- [Task inputs]:
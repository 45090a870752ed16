pub mod helper;
pub mod request;
pub mod user;

pub use helper::{HelperLocation, LocationPing, LocationReport, RequestRef};
pub use request::{AcceptedRequest, Coordinate, NewRequest, Request, RequestDraft, RequestStatus};
pub use user::{NewUser, Role, User, UserRecord};
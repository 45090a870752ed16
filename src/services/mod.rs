//! Operations behind the HTTP surface. Each takes its dependencies
//! explicitly so it can run against any store or adapter.

pub mod accounts;
pub mod requests;
pub mod tracking;
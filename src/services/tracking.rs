use crate::db::helpers::UpsertOutcome;
use crate::db::Store;
use crate::error::Result;
use crate::models::{HelperLocation, LocationReport};

/// Record a volunteer's position for the request they are working
///
/// Identity is (name, phone, request_id): a repeat ping moves the existing
/// record, a ping for another request starts a new one. The request id is
/// not checked against existing requests.
pub async fn report_location(store: &Store, report: LocationReport) -> Result<UpsertOutcome> {
    let ping = report.validate()?;
    let outcome = store.upsert_helper_location(&ping).await?;

    tracing::debug!(
        "Helper {} for request {}: {:?} at ({}, {})",
        ping.name,
        ping.request_id,
        outcome,
        ping.latitude,
        ping.longitude
    );

    Ok(outcome)
}

pub async fn list_helpers(store: &Store) -> Result<Vec<HelperLocation>> {
    Ok(store.list_helpers().await?)
}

- [To do]:
From the first line of the material above down to the line with "moves the existing", output each line exactly; include both of those lines and add no others.

- [Written answer]:
repository 45090a870752ed16
pub mod helper;
pub mod request;
pub mod user;

pub use helper::{HelperLocation, LocationPing, LocationReport, RequestRef};
pub use request::{AcceptedRequest, Coordinate, NewRequest, Request, RequestDraft, RequestStatus};
pub use user::{NewUser, Role, User, UserRecord};
repository 45090a870752ed16
filename src/services/mod.rs
//! Operations behind the HTTP surface. Each takes its dependencies
//! explicitly so it can run against any store or adapter.

pub mod accounts;
pub mod requests;
pub mod tracking;
filename src/services/tracking.rs
use crate::db::helpers::UpsertOutcome;
use crate::db::Store;
use crate::error::Result;
use crate::models::{HelperLocation, LocationReport};

/// Record a volunteer's position for the request they are working
///
/// Identity is (name, phone, request_id): a repeat ping moves the existing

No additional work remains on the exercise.